Background: Increasing evidence suggests a link between the gut microbiome and various diseases including hypertension and chronic kidney disease (CKD). However, studies examining the efficacy of controlling blood pressure and inhibiting the renin–angiotensin system (RAS) in preventing CKD progression are limited. Methods: In the present study, we used 5/6 nephrectomised (NX) and unilateral ureteral obstructed (UUO) rat models and cultured renal tubular epithelial cells and fibroblasts to test whether alisol B 23-acetate (ABA) can attenuate renal fibrogenesis by regulating blood pressure and inhibiting RAS. Results: ABA treatment re-established dysbiosis of the gut microbiome, lowered blood pressure, reduced serum creatinine and proteinuria, suppressed expression of RAS constituents and inhibited the epithelial-to-mesenchymal transition in NX rats. Similarly, ABA treatment inhibited expression of collagen I, fibronectin, vimentin, α-smooth muscle actin and fibroblast-specific protein 1 at both mRNA and protein levels in UUO rats.

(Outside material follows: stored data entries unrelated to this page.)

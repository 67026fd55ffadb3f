//! Test classes
//!
//! A test class is a fixture type plus the test methods declared for it.
//! Methods are registered as plain function pointers, so the engine never
//! looks anything up by reflection: a name maps straight to an invocable.

use std::fmt;
use std::panic::Location;
use std::sync::Arc;

use super::Test;
use crate::config::Options;
use crate::error::{LoupeError, Outcome};
use crate::models::Reporter;
use crate::utils::source;

/// Prefix every runnable test method name carries
pub const TEST_PREFIX: &str = "test";

/// Fixture state shared by the methods of one class.
///
/// A fresh value is built for every test run. `before` runs ahead of the
/// method and `after` only once the method has passed.
pub trait TestCase: Default + Send + 'static {
    fn before(&mut self, _test: &mut Test) -> Outcome {
        Ok(())
    }

    fn after(&mut self, _test: &mut Test) -> Outcome {
        Ok(())
    }
}

/// Signature of a test method on fixture `F`
pub type TestFn<F> = fn(&mut F, &mut Test) -> Outcome;

type Invoke = Arc<dyn Fn(&mut Test) -> Outcome + Send + Sync>;

/// One method of a test class
#[derive(Clone)]
pub struct TestMethod {
    name: String,
    line: u32,
    invoke: Invoke,
}

impl TestMethod {
    pub fn name(&self) -> &str {
        &self.name
    }

    /// Source line of the method definition
    pub fn line(&self) -> u32 {
        self.line
    }

    pub fn is_runnable(&self) -> bool {
        self.name.starts_with(TEST_PREFIX)
    }
}

impl fmt::Debug for TestMethod {
    fn fmt(&self, f: &mut fmt::Formatter<'_>) -> fmt::Result {
        f.debug_struct("TestMethod")
            .field("name", &self.name)
            .field("line", &self.line)
            .finish_non_exhaustive()
    }
}

/// A registered test class
#[derive(Clone, Debug)]
pub struct TestClass {
    name: String,
    file: String,
    methods: Vec<TestMethod>,
}

impl TestClass {
    /// Start declaring class `name` backed by fixture `F`.
    ///
    /// The declaring file is taken from the caller.
    #[track_caller]
    pub fn builder<F: TestCase>(name: impl Into<String>) -> ClassBuilder<F> {
        ClassBuilder {
            name: name.into(),
            file: Location::caller().file().to_string(),
            methods: Vec::new(),
            _fixture: std::marker::PhantomData,
        }
    }

    pub fn name(&self) -> &str {
        &self.name
    }

    pub fn file(&self) -> &str {
        &self.file
    }

    /// Runnable methods: the ones following the `test` naming convention
    pub fn test_list(&self) -> impl Iterator<Item = &TestMethod> {
        self.methods.iter().filter(|method| method.is_runnable())
    }

    pub fn method(&self, name: &str) -> Option<&TestMethod> {
        self.methods.iter().find(|method| method.name == name)
    }

    /// Run one method in isolation and hand back its reporter.
    ///
    /// A failed check ends the run early but is never an error here: it is
    /// already recorded in the returned reporter.
    pub fn run(&self, method_name: &str, options: &Options) -> Result<Reporter, LoupeError> {
        let method = self
            .method(method_name)
            .ok_or_else(|| LoupeError::UnknownMethod {
                class: self.name.clone(),
                method: method_name.to_string(),
            })?;

        let mut reporter = Reporter::new();
        if options.progress() {
            reporter = reporter.with_progress(options.color());
        }

        let mut test = Test::new(
            self.name.as_str(),
            method.name.as_str(),
            self.file.as_str(),
            method.line,
            options.color(),
            reporter,
        );
        let _ = test.run(|t| (method.invoke)(t));

        Ok(test.into_reporter())
    }
}

/// Builder returned by [`TestClass::builder`]
pub struct ClassBuilder<F> {
    name: String,
    file: String,
    methods: Vec<TestMethod>,
    _fixture: std::marker::PhantomData<fn() -> F>,
}

impl<F: TestCase> ClassBuilder<F> {
    /// Override the declaring file, for classes registered away from
    /// their methods. Call before declaring methods.
    pub fn in_file(mut self, file: impl Into<String>) -> Self {
        self.file = file.into();
        self
    }

    /// Declare method `name`.
    ///
    /// The recorded line is the `fn name` definition inside an `impl` block
    /// of `F` when the source is readable, otherwise the line of this call.
    #[track_caller]
    pub fn test(self, name: impl Into<String>, method: TestFn<F>) -> Self {
        let name = name.into();
        let fixture = source::short_type_name(std::any::type_name::<F>());
        let line = source::locate_fn(&self.file, fixture, &name)
            .unwrap_or_else(|| Location::caller().line());
        self.test_at(name, line, method)
    }

    /// Declare a method at an explicit source line
    pub fn test_at(mut self, name: impl Into<String>, line: u32, method: TestFn<F>) -> Self {
        let invoke: Invoke = Arc::new(move |test: &mut Test| {
            let mut fixture = F::default();
            fixture.before(test)?;
            method(&mut fixture, test)?;
            fixture.after(test)
        });

        self.methods.push(TestMethod {
            name: name.into(),
            line,
            invoke,
        });
        self
    }

    pub fn build(self) -> TestClass {
        TestClass {
            name: self.name,
            file: self.file,
            methods: self.methods,
        }
    }

    /// Build and add to the process-wide registry
    pub fn register(self) {
        super::registry::register(self.build());
    }
}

ABA was also effective in suppressing activation of the transforming growth factor-β (TGF-β)/Smad3 and preserving Smad7 expression in both NX and UUO rats. In vitro experiments demonstrated that ABA treatment inhibited the Wnt/β-catenin and mitochondrial-associated caspase pathways. Conclusion: These data suggest that ABA attenuated renal fibrosis through a mechanism associated with re-establishing dysbiosis of the gut microbiome and regulating blood pressure, and Smad7-mediated inhibition of Smad3 phosphorylation. Thus, we demonstrate ABA as a promising candidate for treatment of CKD by improving the gut microbiome and regulating blood pressure.